The task
The required answer is every line of the data containing the word "finished".

□ □ □ □

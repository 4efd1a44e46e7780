use anyhow::{Context, Result};
use indicatif::{ProgressBar, ProgressStyle};
use log::{error, info, warn};
use std::fmt;
use std::path::PathBuf;
use std::time::Instant;

use crate::app_config::{Config, PackageConfig};
use crate::file_utils::FileManager;
use crate::record_table::PassStats;
use crate::translation::client::{TranslationClient, Translator};
use crate::version_coordinator::VersionCoordinator;

// @module: Application controller driving every configured package

/// Outcome of one package
#[derive(Debug, Clone, PartialEq)]
pub struct PackageReport {
    // @field: Package id
    pub id: String,
    // @field: Variant names in priority order
    pub variants: Vec<String>,
    // @field: Entries filled by cross-variant copy before translation
    pub copied: usize,
    // @field: Per-(entry, language) outcomes of the translate passes
    pub stats: PassStats,
}

/// Totals of a run
#[derive(Debug, Clone, Default, PartialEq)]
pub struct RunSummary {
    pub processed: Vec<PackageReport>,
    // @field: Packages without directory or raw file
    pub skipped: usize,
    // @field: Packages aborted by an error
    pub failed: usize,
    // @field: Accumulated backend cost
    pub cost: f64,
}

impl RunSummary {
    pub fn totals(&self) -> PassStats {
        let mut total = PassStats::default();
        for report in &self.processed {
            total += report.stats;
        }
        total
    }
}

impl fmt::Display for RunSummary {
    fn fmt(&self, f: &mut fmt::Formatter<'_>) -> fmt::Result {
        write!(
            f,
            "{} packages processed, {} skipped, {} failed ({}), cost {:.6}",
            self.processed.len(),
            self.skipped,
            self.failed,
            self.totals(),
            self.cost
        )
    }
}

/// Main application controller
pub struct Controller {
    // @field: App configuration
    config: Config,
    // @field: Translator shared by every package
    translator: Box<dyn Translator>,
}

impl Controller {
    // @method: Create a controller with the backend selected by the configuration
    //
    // Configuration errors surface here, before any network call.
    pub fn with_config(config: Config) -> Result<Self> {
        config.validate().context("Configuration validation failed")?;
        let client = TranslationClient::from_config(&config.translator)
            .context("Failed to create translation client")?;
        info!("Translation backend: {}", client.backend_name());

        Ok(Self {
            config,
            translator: Box::new(client),
        })
    }

    // @method: Create a controller around an explicit translator
    pub fn with_translator(config: Config, translator: Box<dyn Translator>) -> Result<Self> {
        config.validate().context("Configuration validation failed")?;
        Ok(Self { config, translator })
    }

    pub fn config(&self) -> &Config {
        &self.config
    }

    /// Process every active package, or only those listed in `only`
    pub async fn run(&self, only: &[String]) -> Result<RunSummary> {
        let start_time = Instant::now();
        let packages: Vec<&PackageConfig> = self
            .config
            .active_packages()
            .filter(|p| only.is_empty() || only.contains(&p.id))
            .collect();

        if packages.is_empty() {
            warn!("No packages to process");
        }

        FileManager::ensure_dir(&self.config.data_dir)
            .with_context(|| format!("Failed to create data directory: {:?}", self.config.data_dir))?;
        FileManager::ensure_dir(&self.config.output_dir)
            .with_context(|| format!("Failed to create output directory: {:?}", self.config.output_dir))?;

        let progress_bar = ProgressBar::new(packages.len() as u64);
        let style = ProgressStyle::default_bar()
            .template("{spinner:.green} [{elapsed_precise}] [{bar:40.cyan/blue}] {pos}/{len} packages ({percent}%) {msg}")
            .or_else(|_| ProgressStyle::default_bar().template("{spinner} [{elapsed_precise}] [{bar:40}] {pos}/{len} ({percent}%) {msg}"))
            .unwrap_or_else(|_| ProgressStyle::default_bar());
        progress_bar.set_style(style.progress_chars("#>-"));

        let mut summary = RunSummary::default();
        for package in packages {
            progress_bar.set_message(format!("{} ({})", package.name, package.id));

            match self.process_package(package).await {
                Ok(Some(report)) => {
                    info!("Package {}: {} copied, {}", report.id, report.copied, report.stats);
                    summary.processed.push(report);
                }
                Ok(None) => summary.skipped += 1,
                Err(e) => {
                    error!("Package {} failed: {:#}", package.id, e);
                    summary.failed += 1;
                }
            }
            progress_bar.inc(1);
        }
        progress_bar.finish_with_message("Done");

        summary.cost = self.translator.price();
        info!("Run finished in {:.1?}: {}", start_time.elapsed(), summary);
        Ok(summary)
    }

    /// Load, copy, translate and save one package
    ///
    /// Returns `None` when the package has nothing to translate.
    pub async fn process_package(&self, package: &PackageConfig) -> Result<Option<PackageReport>> {
        let package_dir = self.config.content_dir.join(&package.id);
        if !FileManager::dir_exists(&package_dir) {
            warn!("Package {} not found at {:?}, skipping", package.id, package_dir);
            return Ok(None);
        }

        let variants = FileManager::discover_variants(
            &package_dir,
            &self.config.game_versions,
            &self.config.source_keyword,
        )
        .with_context(|| format!("Failed to search {:?}", package_dir))?;

        if variants.is_empty() {
            warn!("No raw localization file in {:?}, skipping", package_dir);
            return Ok(None);
        }

        let mut coordinator = VersionCoordinator::new(
            package.id.clone(),
            package.name.clone(),
            self.config.target_languages.clone(),
        );
        for (name, raw_path) in &variants {
            coordinator.add_variant(name, raw_path);
        }
        if coordinator.is_empty() {
            warn!("No readable variant for package {}, skipping", package.id);
            return Ok(None);
        }

        coordinator.load_memory(&self.config.data_dir);
        let copied = coordinator.cross_version_copy();
        let stats = coordinator.translate_all(self.translator.as_ref()).await;

        coordinator
            .save_memory(&self.config.data_dir)
            .with_context(|| format!("Failed to save memory of package {}", package.id))?;
        coordinator
            .save_results(&self.config.output_dir, &self.config.game_versions)
            .with_context(|| format!("Failed to save results of package {}", package.id))?;

        Ok(Some(PackageReport {
            id: package.id.clone(),
            variants: coordinator.priority_order().into_iter().map(String::from).collect(),
            copied,
            stats,
        }))
    }
}

/// Outcome of one exported package
#[derive(Debug, Clone, PartialEq)]
pub struct ExportReport {
    // @field: Package id
    pub id: String,
    // @field: Variants restored from memory, in priority order
    pub variants: Vec<String>,
    // @field: Output files written
    pub files: Vec<PathBuf>,
}

/// Totals of an export
#[derive(Debug, Clone, Default, PartialEq)]
pub struct ExportSummary {
    pub exported: Vec<ExportReport>,
    // @field: Packages without any memory file
    pub skipped: usize,
    // @field: Packages aborted by an error
    pub failed: usize,
}

impl fmt::Display for ExportSummary {
    fn fmt(&self, f: &mut fmt::Formatter<'_>) -> fmt::Result {
        let files: usize = self.exported.iter().map(|r| r.files.len()).sum();
        write!(
            f,
            "{} packages exported ({} files), {} skipped, {} failed",
            self.exported.len(),
            files,
            self.skipped,
            self.failed
        )
    }
}

/// Rebuilds output files from the translation memory without any backend
pub struct Exporter {
    // @field: App configuration
    config: Config,
}

impl Exporter {
    // @method: Create an exporter; backend settings are not needed or checked
    pub fn with_config(config: Config) -> Result<Self> {
        config.validate_languages().context("Configuration validation failed")?;
        Ok(Self { config })
    }

    /// Export every active package, or only those listed in `only`
    pub fn run(&self, only: &[String]) -> Result<ExportSummary> {
        let packages: Vec<&PackageConfig> = self
            .config
            .active_packages()
            .filter(|p| only.is_empty() || only.contains(&p.id))
            .collect();

        if packages.is_empty() {
            warn!("No packages to export");
        }

        let mut summary = ExportSummary::default();
        for package in packages {
            match self.export_package(package) {
                Ok(Some(report)) => {
                    info!("Package {}: {} files from {}", report.id, report.files.len(), report.variants.join(", "));
                    summary.exported.push(report);
                }
                Ok(None) => summary.skipped += 1,
                Err(e) => {
                    error!("Export of package {} failed: {:#}", package.id, e);
                    summary.failed += 1;
                }
            }
        }

        info!("Export finished: {}", summary);
        Ok(summary)
    }

    /// Restore every memory file of one package and write its outputs
    ///
    /// Returns `None` when the package has no memory yet.
    pub fn export_package(&self, package: &PackageConfig) -> Result<Option<ExportReport>> {
        let memory_files = FileManager::find_memory_files(&self.config.data_dir, &package.id)
            .with_context(|| format!("Failed to search {:?}", self.config.data_dir))?;

        if memory_files.is_empty() {
            warn!("No memory for package {} in {:?}, skipping", package.id, self.config.data_dir);
            return Ok(None);
        }

        let mut coordinator = VersionCoordinator::new(
            package.id.clone(),
            package.name.clone(),
            self.config.target_languages.clone(),
        );
        for (variant, path) in &memory_files {
            coordinator.restore_variant(variant, path);
        }
        if coordinator.is_empty() {
            warn!("No readable memory for package {}, skipping", package.id);
            return Ok(None);
        }

        let files = coordinator
            .save_results(&self.config.output_dir, &self.config.game_versions)
            .with_context(|| format!("Failed to export package {}", package.id))?;

        Ok(Some(ExportReport {
            id: package.id.clone(),
            variants: coordinator.priority_order().into_iter().map(String::from).collect(),
            files,
        }))
    }
}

□ □ □ □

Solution for this task
        info!("Run finished in {:.1?}: {}", start_time.elapsed(), summary);
        info!("Export finished: {}", summary);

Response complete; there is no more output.